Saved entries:
::::::

impl<'a> ProgressionEngine<'a> {
    pub fn new(matches: &'a mut Vec<Match>, teams: &'a mut [Team], config: &'a TournamentConfig) -> Self {
        Self {
            matches,
            teams,
            config,
        }
    }

    fn index_of(&self, match_id: MatchId) -> CompetitionResult<usize> {
        self.matches
            .iter()
            .position(|m| m.id == match_id)
            .ok_or(CompetitionError::MatchNotFound(match_id))
    }

    /// Scheduled -> InProgress; starting an in-progress match is a no-op
    pub fn start_match(&mut self, match_id: MatchId) -> CompetitionResult<()> {
        let index = self.index_of(match_id)?;
        let m = &mut self.matches[index];
        if m.status.is_terminal() {
            return Err(CompetitionError::MatchAlreadyTerminal(match_id));
        }
        if !m.is_ready() {
            return Err(CompetitionError::MatchNotReady(match_id));
        }
        m.status = MatchStatus::InProgress;
        Ok(())
    }

    /// Record a first result for a match
    pub fn enter_result(
        &mut self,
        match_id: MatchId,
        input: ResultInput,
        now: DateTime<Utc>,
    ) -> CompetitionResult<ResultChange> {
        let index = self.index_of(match_id)?;
        if self.matches[index].status.is_terminal() {
            return Err(CompetitionError::MatchAlreadyTerminal(match_id));
        }
        self.validate(index, input)?;
        let previous = self.matches[index].clone();
        let mut change = self.record(index, input, now)?;
        change.previous = previous;
        Ok(change)
    }

    /// Replace the result of a terminal match and re-run propagation
    pub fn correct_result(
        &mut self,
        match_id: MatchId,
        input: ResultInput,
        now: DateTime<Utc>,
    ) -> CompetitionResult<ResultChange> {
        let index = self.index_of(match_id)?;
        if !self.matches[index].status.is_terminal() {
            return Err(CompetitionError::MatchNotTerminal(match_id));
        }
        self.validate(index, input)?;
        for pointer in self.pointers(index) {
            let downstream = self.index_of(pointer.match_id)?;
            if self.matches[downstream].status.is_terminal() {
                return Err(CompetitionError::DownstreamMatchAlreadyCompleted {
                    match_id,
                    downstream_id: pointer.match_id,
                });
            }
        }

        let previous = self.matches[index].clone();
        let reset_removed = self.undo(index)?;
        let index = self.index_of(match_id)?;
        let mut change = self.record(index, input, now)?;
        change.previous = previous;
        change.reset_removed = reset_removed;
        if change.reset_created.is_some() && change.reset_created == change.reset_removed {
            change.reset_created = None;
            change.reset_removed = None;
        }
        info!("Corrected result of match {match_id}");
        Ok(change)
    }

    fn pointers(&self, index: usize) -> Vec<SlotRef> {
        let m = &self.matches[index];
        m.next.into_iter().chain(m.loser_next).collect()
    }

    fn validate(&self, index: usize, input: ResultInput) -> CompetitionResult<()> {
        let m = &self.matches[index];
        if !m.is_ready() {
            return Err(CompetitionError::MatchNotReady(m.id));
        }
        match input {
            ResultInput::Score { home, away } => {
                if let Some(score) = [home, away].into_iter().find(|&s| s > MAX_SCORE) {
                    return Err(CompetitionError::ScoreOutOfRange {
                        match_id: m.id,
                        score,
                        max: MAX_SCORE,
                    });
                }
                if home == away && !self.config.format.allows_ties() {
                    return Err(CompetitionError::TieNotAllowed(m.id));
                }
            }
            ResultInput::Forfeit { forfeiting } => {
                if !m.involves(forfeiting) {
                    return Err(CompetitionError::TeamNotInMatch {
                        match_id: m.id,
                        team_id: forfeiting,
                    });
                }
            }
        }
        Ok(())
    }

    /// Counter effects of a terminal match: (team, outcome, scored, conceded)
    fn effects(m: &Match) -> Vec<(TeamId, MatchOutcome, u32, u32)> {
        let (Some(home), Some(away)) = (m.home_team_id, m.away_team_id) else {
            return Vec::new();
        };
        let home_score = m.home_score.unwrap_or(0);
        let away_score = m.away_score.unwrap_or(0);
        let outcome_for = |team: TeamId| match m.winner_team_id {
            None => MatchOutcome::Tie,
            Some(winner) if winner == team => MatchOutcome::Win,
            Some(_) => MatchOutcome::Loss,
        };
        vec![
            (home, outcome_for(home), home_score, away_score),
            (away, outcome_for(away), away_score, home_score),
        ]
    }

    fn team_mut(&mut self, team_id: TeamId) -> CompetitionResult<&mut Team> {
        self.teams
            .iter_mut()
            .find(|t| t.id == team_id)
            .ok_or(CompetitionError::TeamNotFound(team_id))
    }

    fn record(
        &mut self,
        index: usize,
        input: ResultInput,
        now: DateTime<Utc>,
    ) -> CompetitionResult<ResultChange> {
        let mut m = self.matches[index].clone();
        let (Some(home), Some(away)) = (m.home_team_id, m.away_team_id) else {
            return Err(CompetitionError::MatchNotReady(m.id));
        };
        match input {
            ResultInput::Score {
                home: home_score,
                away: away_score,
            } => {
                m.home_score = Some(home_score);
                m.away_score = Some(away_score);
                let (winner, loser) = match home_score.cmp(&away_score) {
                    std::cmp::Ordering::Greater => (Some(home), Some(away)),
                    std::cmp::Ordering::Less => (Some(away), Some(home)),
                    std::cmp::Ordering::Equal => (None, None),
                };
                m.winner_team_id = winner;
                m.loser_team_id = loser;
                m.status = MatchStatus::Completed;
            }
            ResultInput::Forfeit { forfeiting } => {
                m.home_score = None;
                m.away_score = None;
                let winner = if forfeiting == home { away } else { home };
                m.winner_team_id = Some(winner);
                m.loser_team_id = Some(forfeiting);
                m.status = MatchStatus::Forfeit;
            }
        }
        m.completed_at = Some(now);

        let scoring = self.config.scoring;
        let mut records = Vec::with_capacity(2);
        for (team_id, outcome, scored, conceded) in Self::effects(&m) {
            let record = self
                .team_mut(team_id)?
                .record
                .checked_apply(outcome, scored, conceded, &scoring)
                .ok_or(CompetitionError::RecordOverflow(team_id))?;
            records.push((team_id, record));
        }
        for (team_id, record) in records {
            self.team_mut(team_id)?.record = record;
        }
        self.matches[index] = m.clone();
        let snapshot = m;

        let mut change = ResultChange {
            match_id: snapshot.id,
            previous: snapshot.clone(),
            winner: snapshot.winner_team_id,
            loser: snapshot.loser_team_id,
            downstream: Vec::new(),
            reset_created: None,
            reset_removed: None,
        };

        if self.needs_reset(&snapshot) {
            change.reset_created = Some(self.create_reset(index)?);
        }

        let snapshot = self.matches[index].clone();
        for (pointer, team) in [
            (snapshot.next, snapshot.winner_team_id),
            (snapshot.loser_next, snapshot.loser_team_id),
        ] {
            if let Some(pointer) = pointer {
                let downstream = self.index_of(pointer.match_id)?;
                self.matches[downstream].set_team(pointer.slot, team);
                change.downstream.push(pointer.match_id);
                debug!(
                    "Match {} sent team {:?} to {} ({})",
                    snapshot.label(),
                    team,
                    self.matches[downstream].label(),
                    pointer.slot.as_str()
                );
            }
        }
        Ok(change)
    }

    /// The losers' bracket champion (away side) won the first grand final
    fn needs_reset(&self, m: &Match) -> bool {
        self.config.grand_final_reset
            && m.bracket == BracketSide::GrandFinal
            && m.round == 1
            && m.next.is_none()
            && m.winner_team_id.is_some()
            && m.winner_team_id == m.away_team_id
    }

    fn create_reset(&mut self, index: usize) -> CompetitionResult<MatchId> {
        let first = &self.matches[index];
        let reset = Match::new(first.tournament_id, BracketSide::GrandFinal, 2, 1);
        let reset_id = reset.id;
        let first = &mut self.matches[index];
        first.next = Some(SlotRef {
            match_id: reset_id,
            slot: Slot::Home,
        });
        first.loser_next = Some(SlotRef {
            match_id: reset_id,
            slot: Slot::Away,
        });
        info!("Grand final reset created for tournament {}", first.tournament_id);
        if self.matches.iter().all(|m| m.id != reset_id) {
            self.matches.push(reset);
        }
        Ok(reset_id)
    }

    /// Revert a terminal match to unplayed, clearing what it propagated
    ///
    /// Returns the id of a reset grand final removed along the way.
    fn undo(&mut self, index: usize) -> CompetitionResult<Option<MatchId>> {
        let snapshot = self.matches[index].clone();
        for (team_id, outcome, scored, conceded) in Self::effects(&snapshot) {
            let scoring = self.config.scoring;
            self.team_mut(team_id)?
                .record
                .revert(outcome, scored, conceded, &scoring);
        }

        for pointer in self.pointers(index) {
            let downstream = self.index_of(pointer.match_id)?;
            self.matches[downstream].set_team(pointer.slot, None);
        }

        let mut removed = None;
        if snapshot.bracket == BracketSide::GrandFinal && snapshot.round == 1 {
            if let Some(pointer) = snapshot.next {
                self.matches.retain(|m| m.id != pointer.match_id);
                removed = Some(pointer.match_id);
            }
        }

        let index = self.index_of(snapshot.id)?;
        let m = &mut self.matches[index];
        if removed.is_some() {
            m.next = None;
            m.loser_next = None;
        }
        m.home_score = None;
        m.away_score = None;
        m.winner_team_id = None;
        m.loser_team_id = None;
        m.status = MatchStatus::InProgress;
        m.completed_at = None;
        Ok(removed)
    }
}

::::::

Problem requirements ->
List every line in the records above that contains the word "effects".

Task response ->
    /// Counter effects of a terminal match: (team, outcome, scored, conceded)
    fn effects(m: &Match) -> Vec<(TeamId, MatchOutcome, u32, u32)> {
        for (team_id, outcome, scored, conceded) in Self::effects(&m) {
        for (team_id, outcome, scored, conceded) in Self::effects(&snapshot) {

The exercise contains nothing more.